IGBT with Power Transmission Systems

In a typical HVDC power transmission system, the power is transmitted at very high voltages (above 100-kV) in order to reduce the current on the cables. Large currents in cables require more copper which adds to the cost and weight. Since power semiconductor devices are unable to withstand such high voltages, it is necessary to connect many devices in series to satisfy the system requirements. In addition, for higher power levels, many devices may have to be connected in parallel as well. The series and parallel combination of power devices comprise an HVDC valve. The most common configuration for modern overhead HVDC transmission lines is bipolar because it provides two independent DC circuits each capable of operating at half capacity. 

Two basic converters topologies are used in modern HVDC transmission systems: conventional line-commutated, current-source converters (CSC) based upon thyristor-valves and self-commutated, voltage-sourced converters (VSC) based upon IGBT-valves. Each valve consists of a large number of series-connected thyristors or IGBTs to sustain the desired DC voltage rating. In the case of current source converters with thyristor valves, a Graetz bridge configuration is used allowing six commutations or switching operations per period. Self-commutated, voltage-source converters using IGBTs are preferred because they allow independent rapid control of both active and reactive power. Reactive power can also be controlled at each end of the transmission line providing total flexibility in network design. The self-commutated, voltage source converters can be constructed using IGBTs without the snubbers required for GTOs. 

The rate of rising of the current in the IGBT can be controlled by tailoring the gate drive voltage waveform without any ancillary components.
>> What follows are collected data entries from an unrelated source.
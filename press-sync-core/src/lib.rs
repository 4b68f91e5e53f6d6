#![doc = "press-sync-core: WordPress REST client and content synchronisation."]

//! This crate holds the API session, resource proxies, the media sync engine and the
//! markdown directory sync used by the `press-sync` CLI.
//!
//! # Usage
//! Build a [`client::WordPressApi`] from a [`config::SiteConfig`], then go through its
//! proxies (`posts()`, `media()`, `categories()`, `tags()`) or hand it to
//! [`synchronise::synchronise_directory`]. Tests construct the session over a
//! `MockTransport` instead of HTTP.

pub mod client;
pub mod config;
pub mod contract;
pub mod download;
pub mod error;
pub mod frontmatter;
pub mod hash;
pub mod markdown;
pub mod media;
pub mod posts;
pub mod preprocess;
pub mod synchronise;
pub mod taxonomy;
pub mod timestamp;
pub mod transport;

pub use client::WordPressApi;
pub use error::{Result, WpError};
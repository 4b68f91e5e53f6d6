//! `reqwest`-backed [`Transport`].
//!
//! One long-lived [`reqwest::Client`] is shared by every request of a site session.
//! Credentials live behind a lock so they can be installed after an interactive
//! application-password grant.

use std::path::{Path, PathBuf};
use std::sync::RwLock;

use async_trait::async_trait;
use reqwest::header::{CONTENT_DISPOSITION, CONTENT_TYPE};
use reqwest::{Client, RequestBuilder, Response};
use serde_json::Value;
use tracing::{debug, error, warn};

use crate::contract::{Credentials, Transport};
use crate::download::{stream_to_file, DownloadOptions};
use crate::error::{Result, WpError};

pub struct HttpTransport {
    host: String,
    client: Client,
    credentials: RwLock<Option<Credentials>>,
}

impl HttpTransport {
    pub fn new(host: &str, credentials: Option<Credentials>) -> Result<Self> {
        let host = normalize_host(host);
        let client = Client::builder()
            .user_agent(concat!("press-sync/", env!("CARGO_PKG_VERSION")))
            .build()?;
        debug!(host = %host, authenticated = credentials.is_some(), "Initialised HTTP transport");
        Ok(Self {
            host,
            client,
            credentials: RwLock::new(credentials),
        })
    }

    pub fn endpoint_url(&self, endpoint: &str) -> String {
        format!("{}/wp-json/{}", self.host, endpoint.trim_start_matches('/'))
    }

    fn authorize(&self, request: RequestBuilder) -> RequestBuilder {
        let guard = match self.credentials.read() {
            Ok(guard) => guard,
            Err(poisoned) => poisoned.into_inner(),
        };
        match guard.as_ref() {
            Some(c) => request.basic_auth(&c.username, Some(&c.app_password)),
            None => request,
        }
    }

    async fn into_json(response: Response, url: &str) -> Result<Value> {
        let status = response.status();
        if !status.is_success() {
            let body = response.text().await.unwrap_or_default();
            error!(url, status = status.as_u16(), body = %body, "Remote returned error status");
            return Err(WpError::Api {
                status: status.as_u16(),
                body,
            });
        }
        Ok(response.json::<Value>().await?)
    }
}

/// Prefixes bare hosts with `https://` and strips trailing slashes.
fn normalize_host(host: &str) -> String {
    let trimmed = host.trim().trim_end_matches('/');
    if trimmed.starts_with("https://") {
        trimmed.to_string()
    } else if trimmed.starts_with("http://") {
        warn!(host = trimmed, "Host is not served over HTTPS; credentials travel in clear text");
        trimmed.to_string()
    } else {
        format!("https://{trimmed}")
    }
}

#[async_trait]
impl Transport for HttpTransport {
    fn host(&self) -> String {
        self.host.clone()
    }

    fn has_credentials(&self) -> bool {
        self.credentials
            .read()
            .map(|c| c.is_some())
            .unwrap_or(false)
    }

    fn set_credentials(&self, credentials: Credentials) {
        let mut guard = match self.credentials.write() {
            Ok(guard) => guard,
            Err(poisoned) => poisoned.into_inner(),
        };
        debug!(username = %credentials.username, "Installed credentials");
        *guard = Some(credentials);
    }

    async fn get(&self, endpoint: &str, query: &[(String, String)]) -> Result<Value> {
        let url = self.endpoint_url(endpoint);
        debug!(url = %url, ?query, "GET");
        let response = self.authorize(self.client.get(&url).query(query)).send().await?;
        Self::into_json(response, &url).await
    }

    async fn post_json(&self, endpoint: &str, body: &Value) -> Result<Value> {
        let url = self.endpoint_url(endpoint);
        debug!(url = %url, "POST json");
        let response = self.authorize(self.client.post(&url).json(body)).send().await?;
        Self::into_json(response, &url).await
    }

    async fn post_binary(
        &self,
        endpoint: &str,
        bytes: Vec<u8>,
        content_type: &str,
        content_disposition: &str,
    ) -> Result<Value> {
        let url = self.endpoint_url(endpoint);
        debug!(url = %url, bytes = bytes.len(), content_type, content_disposition, "POST binary");
        let request = self
            .client
            .post(&url)
            .header(CONTENT_TYPE, content_type)
            .header(CONTENT_DISPOSITION, content_disposition)
            .body(bytes);
        let response = self.authorize(request).send().await?;
        Self::into_json(response, &url).await
    }

    async fn download(
        &self,
        url: &str,
        dest: &Path,
        options: &DownloadOptions,
    ) -> Result<Option<PathBuf>> {
        debug!(url, dest = %dest.display(), "Downloading");
        // Media URLs may point at a CDN; credentials stay with the REST host.
        let response = self.client.get(url).send().await?;
        stream_to_file(response, url, dest, options).await
    }
}
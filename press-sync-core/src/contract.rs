//! # contract: the transport seam between the API proxies and HTTP
//!
//! Every remote call made by the proxies and the media sync engine goes through the
//! [`Transport`] trait. The production implementation is
//! [`crate::transport::HttpTransport`]; tests use the generated `MockTransport`.
//!
//! ## Mocking & Testing
//! - The trait is annotated for `mockall`; `MockTransport` is exported when the
//!   `test-export-mocks` feature is on (the default), so integration tests in `tests/`
//!   and downstream crates can script exact call sequences.
//!
//! ## Error contract
//! - Any non-2xx response becomes [`WpError::Api`] carrying status and body.
//! - No method retries.

use std::fmt;
use std::path::{Path, PathBuf};

use async_trait::async_trait;
#[cfg(any(test, feature = "test-export-mocks"))]
use mockall::automock;
use serde_json::Value;

use crate::download::DownloadOptions;
use crate::error::Result;

/// Query string pairs, in request order.
pub type Query = Vec<(String, String)>;

/// Username plus application password, sent as HTTP Basic auth.
#[derive(Clone, PartialEq, Eq)]
pub struct Credentials {
    pub username: String,
    pub app_password: String,
}

impl Credentials {
    pub fn new(username: impl Into<String>, app_password: impl Into<String>) -> Self {
        Self {
            username: username.into(),
            app_password: app_password.into(),
        }
    }
}

impl fmt::Debug for Credentials {
    fn fmt(&self, f: &mut fmt::Formatter<'_>) -> fmt::Result {
        f.debug_struct("Credentials")
            .field("username", &self.username)
            .field("app_password", &"<redacted>")
            .finish()
    }
}

/// Authenticated access to `<host>/wp-json/<endpoint>`.
///
/// `endpoint` is always relative to the REST root (`wp/v2/posts`, `""` for the
/// discovery document). [`Transport::download`] takes an absolute URL instead, since
/// media may be served from another host.
#[cfg_attr(any(test, feature = "test-export-mocks"), automock)]
#[async_trait]
pub trait Transport: Send + Sync {
    /// Base host URL, without the REST prefix.
    fn host(&self) -> String;

    fn has_credentials(&self) -> bool;

    /// Installs credentials for all subsequent requests.
    fn set_credentials(&self, credentials: Credentials);

    async fn get(&self, endpoint: &str, query: &[(String, String)]) -> Result<Value>;

    async fn post_json(&self, endpoint: &str, body: &Value) -> Result<Value>;

    /// Uploads raw bytes as the request body.
    async fn post_binary(
        &self,
        endpoint: &str,
        bytes: Vec<u8>,
        content_type: &str,
        content_disposition: &str,
    ) -> Result<Value>;

    /// Streams `url` into `dest`, returning `None` for statuses the options allow.
    async fn download(
        &self,
        url: &str,
        dest: &Path,
        options: &DownloadOptions,
    ) -> Result<Option<PathBuf>>;
}

#[cfg(test)]
mod tests {
    use super::*;

    #[test]
    fn credentials_debug_hides_password() {
        let creds = Credentials::new("admin", "abcd efgh ijkl");
        let rendered = format!("{creds:?}");
        assert!(rendered.contains("admin"));
        assert!(!rendered.contains("abcd"));
    }
}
This allows controlling the reverse recovery of the anti-parallel rectifiers without the snubbers. The reduced passive components in the IGBT-based VSC inverters reduce system costs.

Infineon Presents: 3-Inch EconoPIM 150A IGBT Modules

Infineon expanded the product portfolio of EconoPIM 3-inch IGBT modules. The nominal current of the module is thereby increased from 100A to 150A. Typical applications for power modules for motor control units in elevators, escalators, fans or pumps. The modules include a three-phase rectifier, a braking chopper, a three-phase inverter and a thermistor (NTC) for temperature measurement. At a blocking voltage of 1200V, the new EconoPIM 3 reaches a maximum rated current of 150A. The housing is equipped with a base plate and corresponds in dimension to the industry standard. It can be incorporated into existing designs. When used in the EconoPIM 3 units it allows according to the supplier in the same size up to 30 percent more output power. 

The modules use the IGBT4 chip with TrenchStop technology, robustness, and reliability. Availability: The EconoPIM module with 1200V / 150A is available with solder pins or press-fit bolts. This applies to all variants with the IGBT4 chip in TrenchStop technology. In addition, optional modules with thermal interface material (TIM) are available. Power modules are available in volume production, samples are available. This applies to all variants with the IGBT4 chip in TrenchStop technology. In addition, optional modules with thermal interface material (TIM) are available. Power modules are available in volume production, samples are available. This applies to all variants with the IGBT4 chip in TrenchStop technology. In addition, optional modules with thermal interface material (TIM) are available. Power modules are available in volume production, samples are available.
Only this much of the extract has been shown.